Entscheidungsstichwort (Thema)

Krankenversicherung. Leistungsausschluss von Caverject ® bei erektiler Dysfunktion. Verfassungsmäßigkeit

 

Leitsatz (amtlich)

Caverject ® ist ein Arzneimittel, das überwiegend zur Behandlung der erektilen Dysfunktion dient. Es ist unabhängig von den Gründen für die erektile Dysfunktion von Gesetzes wegen von der Versorgung in der gesetzlichen Krankenversicherung ausgeschlossen.

 

Orientierungssatz

Der Leistungsausschluss verstößt nicht gegen Verfassungsrecht (vgl BSG vom 18.7.2006 - B 1 KR 10/05 R und vom 10.5.2005 - B 1 KR 25/03 R = SozR 4-2500 § 34 Nr 2 sowie BVerfG vom 6.12.2005 - 1 BvR 347/98 = SozR 4-2500 § 27 Nr 5).

 

Tenor

6KR12110KR50707UrteilDie Berufung des Klägers gegen das Urteil des Sozialgerichts Meiningen vom 23. Januar 2007 wird zurückgewiesen.

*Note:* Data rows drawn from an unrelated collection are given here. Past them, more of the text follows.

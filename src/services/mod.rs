pub mod analytics;
pub mod lifecycle;

use std::marker::PhantomData;

use chrono::Utc;
use serde_json::Value;
use uuid::Uuid;

use crate::{
    database::{Database, Document},
    error::{AppError, AppResult},
    models::{
        quality_check::ITEM_REFERENCE_FIELD, Entity, MutableEntity, QualityCheck, UPDATED_AT_FIELD,
    },
};

pub use analytics::Analytics;
pub use lifecycle::Lifecycle;

/// Typed CRUD over one collection.
///
/// Nothing beyond presence is validated: whatever the caller sends is stored
/// once defaults are filled in.
pub struct Repository<E> {
    db: Database,
    _entity: PhantomData<fn() -> E>,
}

impl<E> Clone for Repository<E> {
    fn clone(&self) -> Self {
        Self {
            db: self.db.clone(),
            _entity: PhantomData,
        }
    }
}

pub(crate) fn encode<T: serde::Serialize>(value: &T) -> AppResult<Document> {
    match serde_json::to_value(value)? {
        Value::Object(map) => Ok(map),
        other => Err(AppError::Store(format!("expected a JSON object, got {}", other))),
    }
}

pub(crate) fn decode<E: Entity>(document: Document) -> AppResult<E> {
    Ok(serde_json::from_value(Value::Object(document))?)
}

impl<E: Entity> Repository<E> {
    pub fn new(db: Database) -> Self {
        Self {
            db,
            _entity: PhantomData,
        }
    }

    pub async fn list(&self) -> AppResult<Vec<E>> {
        self.db
            .find_all(E::COLLECTION)
            .await?
            .into_iter()
            .map(decode::<E>)
            .collect()
    }

    pub async fn find(&self, id: Uuid) -> AppResult<E> {
        let document = self
            .db
            .find_by_id(E::COLLECTION, id)
            .await?
            .ok_or_else(|| AppError::not_found(E::LABEL))?;
        decode(document)
    }

    pub async fn count(&self) -> AppResult<u64> {
        self.db.count(E::COLLECTION).await
    }

    /// Assigns a fresh id, stamps the creation timestamps and stores the
    /// record.
    pub async fn create(&self, new: E::New) -> AppResult<E> {
        let record = E::from_new(new, Uuid::new_v4(), Utc::now());
        self.insert(&record).await?;
        Ok(record)
    }

    /// Stores an already-built record under its own id.
    pub async fn insert(&self, record: &E) -> AppResult<()> {
        self.db
            .insert(E::COLLECTION, record.id(), encode(record)?)
            .await
    }
}

impl<E: MutableEntity> Repository<E> {
    /// Merges the present patch fields and bumps `updatedAt`. The stored id
    /// never changes.
    pub async fn update(&self, id: Uuid, patch: E::Patch) -> AppResult<()> {
        let mut fields = encode(&patch)?;
        fields.insert(
            UPDATED_AT_FIELD.to_string(),
            serde_json::to_value(Utc::now())?,
        );

        if self.db.update(E::COLLECTION, id, fields).await? {
            Ok(())
        } else {
            Err(AppError::not_found(E::LABEL))
        }
    }

    pub async fn delete(&self, id: Uuid) -> AppResult<()> {
        if self.db.delete(E::COLLECTION, id).await? {
            Ok(())
        } else {
            Err(AppError::not_found(E::LABEL))
        }
    }
}

impl Repository<QualityCheck> {
    /// Checks whose `itemReference` matches exactly.
    pub async fn for_item(&self, item_reference: &str) -> AppResult<Vec<QualityCheck>> {
        self.db
            .find_by_field(QualityCheck::COLLECTION, ITEM_REFERENCE_FIELD, item_reference)
            .await?
            .into_iter()
            .map(decode::<QualityCheck>)
            .collect()
    }
}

Die Beteiligten haben einander keine Kosten zu erstatten.

Die Revision wird nicht zugelassen.

 

Tatbestand

Zwischen den Beteiligten ist die Versorgung mit Caverject® wegen erektiler Dysfunktion streitig.

Der 1940 geborene, bei der Beklagten versicherte Kläger leidet an einer erektilen Dysfunktion, die nach einer Prostatektomie aufgrund eines Prostatakarzinoms, im Jahre 1999 aufgetreten ist. Die Beklagte gewährte ihm seit dem Jahr 2000 aufgrund einer Verordnung des Prof. Dr. L. vom 17. Februar 2000 bis zum Jahre 2003 eine Schwellkörper-Autoinjektions-Therapie mit Caverject® (SKAT). Die mit Bescheid vom 19. April 2000 gewährte Übernahme der Kosten wurde jeweils auf Antrag des Klägers verlängert.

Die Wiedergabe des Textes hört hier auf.